Li, B, et al. Fructose-1,6-Bisphosphatase Opposes Renal Carcinoma Progression. Nature, 2014.
Metabolon results led to:
• Identification of a new target node for pan-efficacy in clear cell renal carcinoma (ccRCC)
• Identification of a pan-ccRCC biomarker
Clear cell renal cell carcinoma (ccRCC) is the most common form of kidney cancer. Although (VHL) mutations occur in over 90% of ccRCC tumors, deletion of VHL in the mouse does not produce a consistent effect, suggesting that additional mechanisms are involved. To determine these mechanisms, investigators used a systems approach including metabolomics to profile primary ccRCC tumors. The results determined that the gluconeogenic enzyme fructose-1,6-bisphosphatase 1 (FBP1) is uniformly depleted in over six hundred ccRCC tumors and associated with poor prognosis.
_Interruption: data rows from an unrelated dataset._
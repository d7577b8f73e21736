//! The event loop: scheduled-operation drain, timers, readiness dispatch,
//! and the runner hand-off protocol.
//!
//! One loop is single-threaded and cooperative: operation `apply` and every
//! receiver completion run on whichever thread currently drives the loop.
//! Submission is multi-producer: [`LoopShared::schedule`] pushes onto a
//! lock-free queue and pokes the poller's self-wake handle, from any thread.
//!
//! Threads contend for the loop through runners: the first caller of a run
//! mode becomes the runner and drives the OS loop with the run mutex
//! released; later callers park and are woken in turn when the runner
//! returns. [`LoopShared::runner_steal`] is the synchronous-wait variant
//! that keeps re-acquiring the loop until its waiter's completion arrives.

pub(crate) mod clock;
pub(crate) mod op;
pub(crate) mod runner;

use std::sync::atomic::{AtomicBool, AtomicU64, AtomicUsize, Ordering};
use std::sync::Arc;
use std::time::{Duration, Instant};

use crossbeam_queue::SegQueue;
use parking_lot::Mutex;
use polling::Events;

use crate::algorithms::schedule::{ScheduleSender, SignalSender, TimedSender, TimerKind};
use crate::error::OsError;
use crate::os::io::{AfterReady, IoEntry, IoTable};
use crate::os::poller::{Interest, Poller};
use crate::os::signals::{SignalHub, SIGNAL_PIPE_TOKEN};
use crate::os::timers::TimerTable;
use crate::util::SlabKey;

pub use clock::LoopInstant;

use op::Operation;
use runner::{Runner, RunnersQueue};

/// How a run call consumes the loop, mirroring the default / once /
/// non-blocking OS loop modes.
#[derive(Debug, Clone, Copy, PartialEq, Eq)]
enum RunMode {
    Default,
    Once,
    Nowait,
}

struct RunState {
    running: bool,
    runners: RunnersQueue,
}

pub(crate) struct LoopShared {
    pub(crate) poller: Poller,
    scheduled: SegQueue<Box<dyn Operation>>,
    run: Mutex<RunState>,
    stop_latch: AtomicBool,
    loop_thread: AtomicU64,
    pub(crate) handles: AtomicUsize,
    pub(crate) timers: Mutex<TimerTable>,
    pub(crate) io: Mutex<IoTable>,
    pub(crate) signals: SignalHub,
    started: Instant,
    now_cache: AtomicU64,
}

fn current_thread_token() -> u64 {
    static NEXT: AtomicU64 = AtomicU64::new(1);
    thread_local! {
        static TOKEN: u64 = NEXT.fetch_add(1, Ordering::Relaxed);
    }
    TOKEN.with(|t| *t)
}

impl LoopShared {
    /// Pushes an operation and wakes the loop. Callable from any thread.
    pub(crate) fn schedule(&self, op: Box<dyn Operation>) {
        self.scheduled.push(op);
        self.poller.notify();
    }

    /// Applies inline when already on the loop thread, otherwise schedules.
    pub(crate) fn submit(&self, op: Box<dyn Operation>) {
        if self.on_loop_thread() {
            op.apply();
        } else {
            self.schedule(op);
        }
    }

    /// Asks the current run to return once the iteration completes.
    pub(crate) fn finish(&self) {
        self.stop_latch.store(true, Ordering::Release);
        self.poller.notify();
    }

    /// The loop's cached monotonic time.
    pub(crate) fn now(&self) -> LoopInstant {
        LoopInstant::from_millis(self.now_cache.load(Ordering::Relaxed))
    }

    pub(crate) fn on_loop_thread(&self) -> bool {
        self.loop_thread.load(Ordering::Acquire) == current_thread_token()
    }

    fn refresh_now(&self) {
        let millis = u64::try_from(self.started.elapsed().as_millis()).unwrap_or(u64::MAX);
        self.now_cache.store(millis, Ordering::Relaxed);
    }

    fn take_stop(&self) -> bool {
        self.stop_latch.swap(false, Ordering::AcqRel)
    }

    fn alive(&self) -> bool {
        !self.scheduled.is_empty()
            || self.timers.lock().len() > 0
            || self.io.lock().len() > 0
            || self.signals.waiting() > 0
    }

    /// Drains a bounded snapshot: operations submitted while draining run
    /// in the next iteration.
    fn drain_scheduled(&self) {
        let pending = self.scheduled.len();
        for _ in 0..pending {
            match self.scheduled.pop() {
                Some(operation) => operation.apply(),
                None => break,
            }
        }
    }

    fn fire_due_timers(self: &Arc<Self>) {
        loop {
            let now = self.now();
            let due = self.timers.lock().pop_due(now);
            match due {
                Some(entry) => entry.fire(),
                None => break,
            }
        }
    }

    fn next_timeout(&self) -> Option<Duration> {
        self.timers
            .lock()
            .next_deadline()
            .map(|deadline| deadline.saturating_duration_since(self.now()))
    }

    fn dispatch_signals(self: &Arc<Self>) {
        let fired = self.signals.drain();
        let _ = self.poller.rearm(
            self.signals.read_fd(),
            Interest::Readable,
            SIGNAL_PIPE_TOKEN,
        );
        for waiter in fired {
            waiter.fire();
        }
    }

    fn dispatch_io(self: &Arc<Self>, key: usize) {
        let key = SlabKey::from_usize(key);
        let Some(entry) = self.io.lock().remove_key(key) else {
            return;
        };
        if entry.flag.claimed() {
            // Cancellation won the flag between the poll and this dispatch;
            // park the entry back for its pending stop operation.
            self.io.lock().insert(entry);
            return;
        }
        let IoEntry {
            id,
            fd,
            flag,
            guard,
            handler,
        } = entry;
        match handler.ready(self) {
            AfterReady::Rearm(handler, interest) => {
                let key = self.io.lock().insert(IoEntry {
                    id,
                    fd,
                    flag,
                    guard,
                    handler,
                });
                if let Err(e) = self.poller.rearm(fd, interest, key.to_usize()) {
                    tracing::warn!(error = %e, fd, "failed to re-arm descriptor");
                }
            }
            AfterReady::Park(handler) => {
                self.io.lock().insert(IoEntry {
                    id,
                    fd,
                    flag,
                    guard,
                    handler,
                });
            }
            AfterReady::Complete(complete) => {
                // Retire the registration before completing so continuations
                // may immediately re-register the same descriptor.
                self.poller.forget(fd);
                drop(guard);
                complete();
            }
        }
    }

    fn drive(self: &Arc<Self>, mode: RunMode) -> bool {
        self.loop_thread
            .store(current_thread_token(), Ordering::Release);
        tracing::trace!(?mode, "loop acquired");
        let mut events = Events::new();
        let stopped = loop {
            self.refresh_now();
            self.fire_due_timers();
            self.drain_scheduled();
            if self.take_stop() {
                break true;
            }
            if !self.alive() {
                break false;
            }

            let timeout = match mode {
                RunMode::Nowait => Some(Duration::ZERO),
                RunMode::Default | RunMode::Once => self.next_timeout(),
            };
            events.clear();
            match self.poller.wait(&mut events, timeout) {
                Ok(_) => {}
                Err(e) if e.kind() == std::io::ErrorKind::Interrupted => {}
                Err(e) => panic!("event loop poll failed: {e}"),
            }
            for event in events.iter() {
                if event.key == SIGNAL_PIPE_TOKEN {
                    self.dispatch_signals();
                } else {
                    self.dispatch_io(event.key);
                }
            }
            if self.take_stop() {
                break true;
            }
            if mode != RunMode::Default {
                // Once / non-blocking: settle what the poll delivered, then
                // hand the loop back.
                self.refresh_now();
                self.fire_due_timers();
                self.drain_scheduled();
                break self.take_stop();
            }
        };
        self.loop_thread.store(0, Ordering::Release);
        tracing::trace!(?mode, stopped, "loop released");
        stopped
    }

    fn run_mode(self: &Arc<Self>, mode: RunMode) -> bool {
        let runner = Arc::new(Runner::new());
        loop {
            let mut state = self.run.lock();
            if !state.running {
                state.running = true;
                drop(state);
                let stopped = self.drive(mode);
                let mut state = self.run.lock();
                state.running = false;
                state.runners.wake_next();
                return stopped;
            }
            state.runners.add(runner.clone());
            drop(state);
            runner.wait();
            self.run.lock().runners.erase(&runner);
        }
    }

    /// Drives the loop until `runner` is finished, parking whenever another
    /// thread owns the loop. The hand-off keeps every waiter progressing.
    pub(crate) fn runner_steal(self: &Arc<Self>, runner: &Arc<Runner>) {
        while !runner.finished() {
            let mut state = self.run.lock();
            if !state.running {
                if runner.acquire_if_not_finished() {
                    state.running = true;
                    drop(state);
                    self.drive(RunMode::Default);
                    state = self.run.lock();
                    state.running = false;
                }
                state.runners.wake_next();
            } else {
                state.runners.add(runner.clone());
                drop(state);
                runner.wait();
                self.run.lock().runners.erase(runner);
            }
        }
    }
}

/// A single-threaded event loop.
///
/// Owns the OS poller, the timer heap, the signal hub, and the submission
/// queue. Dropping the loop while resources are still open is a bug and
/// panics; close every socket and listener first.
pub struct EventLoop {
    shared: Arc<LoopShared>,
}

impl EventLoop {
    /// Creates a loop.
    ///
    /// # Errors
    ///
    /// Fails when the OS poller or the signal pipe cannot be created.
    pub fn new() -> Result<Self, OsError> {
        let poller = Poller::new().map_err(|e| OsError::from_io(&e))?;
        let signals = SignalHub::new().map_err(|e| OsError::from_io(&e))?;
        poller
            .register(signals.read_fd(), Interest::Readable, SIGNAL_PIPE_TOKEN)
            .map_err(|e| OsError::from_io(&e))?;
        Ok(Self {
            shared: Arc::new(LoopShared {
                poller,
                scheduled: SegQueue::new(),
                run: Mutex::new(RunState {
                    running: false,
                    runners: RunnersQueue::default(),
                }),
                stop_latch: AtomicBool::new(false),
                loop_thread: AtomicU64::new(0),
                handles: AtomicUsize::new(0),
                timers: Mutex::new(TimerTable::default()),
                io: Mutex::new(IoTable::default()),
                signals,
                started: Instant::now(),
                now_cache: AtomicU64::new(0),
            }),
        })
    }

    /// A handle for submitting work to this loop.
    #[must_use]
    pub fn scheduler(&self) -> Scheduler {
        Scheduler {
            shared: self.shared.clone(),
        }
    }

    /// Runs until the loop has no live work or [`finish`](Self::finish) is
    /// called. Returns `true` iff stopped by `finish`.
    pub fn run(&self) -> bool {
        self.shared.run_mode(RunMode::Default)
    }

    /// Runs a single blocking iteration.
    pub fn run_once(&self) -> bool {
        self.shared.run_mode(RunMode::Once)
    }

    /// Runs a single non-blocking iteration.
    pub fn drain(&self) -> bool {
        self.shared.run_mode(RunMode::Nowait)
    }

    /// Asks the current run to return after the ongoing iteration.
    ///
    /// Loop-thread callers get the immediate effect; other threads should
    /// schedule work that calls it, or rely on `sync_wait`'s wakeup.
    pub fn finish(&self) {
        self.shared.finish();
    }

    pub(crate) fn shared(&self) -> &Arc<LoopShared> {
        &self.shared
    }
}

impl Drop for EventLoop {
    fn drop(&mut self) {
        if std::thread::panicking() {
            return;
        }
        // Flush pending close operations, then require a clean shutdown.
        self.drain();
        let live = self.shared.handles.load(Ordering::Acquire);
        assert!(
            live == 0,
            "event loop dropped with {live} live resource handle(s)"
        );
    }
}

/// Cheap, cloneable handle binding sender chains to one [`EventLoop`].
#[derive(Clone)]
pub struct Scheduler {
    shared: Arc<LoopShared>,
}

impl Scheduler {
    /// Sender completing on the loop thread as soon as it is drained.
    #[must_use]
    pub fn schedule(&self) -> ScheduleSender {
        ScheduleSender::new(self.shared.clone())
    }

    /// Sender completing no earlier than `delay` from its start.
    #[must_use]
    pub fn schedule_after(&self, delay: Duration) -> TimedSender {
        TimedSender::new(self.shared.clone(), TimerKind::After(delay))
    }

    /// Sender completing once the loop clock reaches `deadline`.
    #[must_use]
    pub fn schedule_at(&self, deadline: LoopInstant) -> TimedSender {
        TimedSender::new(self.shared.clone(), TimerKind::At(deadline))
    }

    /// Sender completing on the first arrival of `signum`.
    #[must_use]
    pub fn schedule_upon_signal(&self, signum: i32) -> SignalSender {
        SignalSender::new(self.shared.clone(), signum)
    }

    /// The loop's monotonic clock, millisecond resolution.
    #[must_use]
    pub fn now(&self) -> LoopInstant {
        self.shared.now()
    }

    pub(crate) fn shared(&self) -> &Arc<LoopShared> {
        &self.shared
    }
}

impl PartialEq for Scheduler {
    fn eq(&self, other: &Self) -> bool {
        Arc::ptr_eq(&self.shared, &other.shared)
    }
}

impl Eq for Scheduler {}

impl std::fmt::Debug for Scheduler {
    fn fmt(&self, f: &mut std::fmt::Formatter<'_>) -> std::fmt::Result {
        f.debug_struct("Scheduler").finish_non_exhaustive()
    }
}
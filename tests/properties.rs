//! Property tests for the leaf value types.

mod common;

use std::time::Duration;

use proptest::prelude::*;

use loopexec::{Endpoint, Ipv4Endpoint, Ipv6Endpoint, LoopInstant};

proptest! {
    #[test]
    fn v4_endpoint_display_round_trips(a in 0u8..=255, b in 0u8..=255, c in 0u8..=255, d in 0u8..=255, port: u16) {
        let text = format!("{a}.{b}.{c}.{d}");
        let ep = Ipv4Endpoint::new(&text, port).unwrap();
        prop_assert_eq!(ep.to_string(), format!("{text}:{port}"));
        prop_assert_eq!(ep.port(), port);
    }

    #[test]
    fn endpoint_socket_addr_round_trips(a in 0u8..=255, b in 0u8..=255, c in 0u8..=255, d in 0u8..=255, port: u16) {
        let ep: Endpoint = Ipv4Endpoint::new(&format!("{a}.{b}.{c}.{d}"), port).unwrap().into();
        prop_assert_eq!(Endpoint::from(ep.socket_addr()), ep);
    }

    #[test]
    fn v6_parse_accepts_only_literals(port: u16) {
        prop_assert!(Ipv6Endpoint::new("::1", port).is_ok());
        prop_assert!(Ipv6Endpoint::new("not-an-address", port).is_err());
    }

    #[test]
    fn loop_instant_ordering_is_monotone(base in 0u64..1 << 40, delta in 0u64..1 << 20) {
        let t = LoopInstant::from_millis(base);
        let later = t + Duration::from_millis(delta);
        prop_assert!(later >= t);
        prop_assert_eq!(later - t, Duration::from_millis(delta));
        prop_assert_eq!(t - later, Duration::ZERO);
    }
}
Metabolomic data also pointed to a clear rationale for why - Warburg characteristics and accompanying pentose phosphate pathway flux. The identification of this single metabolic feature across all ccRCCs is another reminder that metabolomics is a key tool for cancer “omics” since it can often cut through the genomic and tumor heterogeneity to reveal common themes that can offer new targets or biomarkers.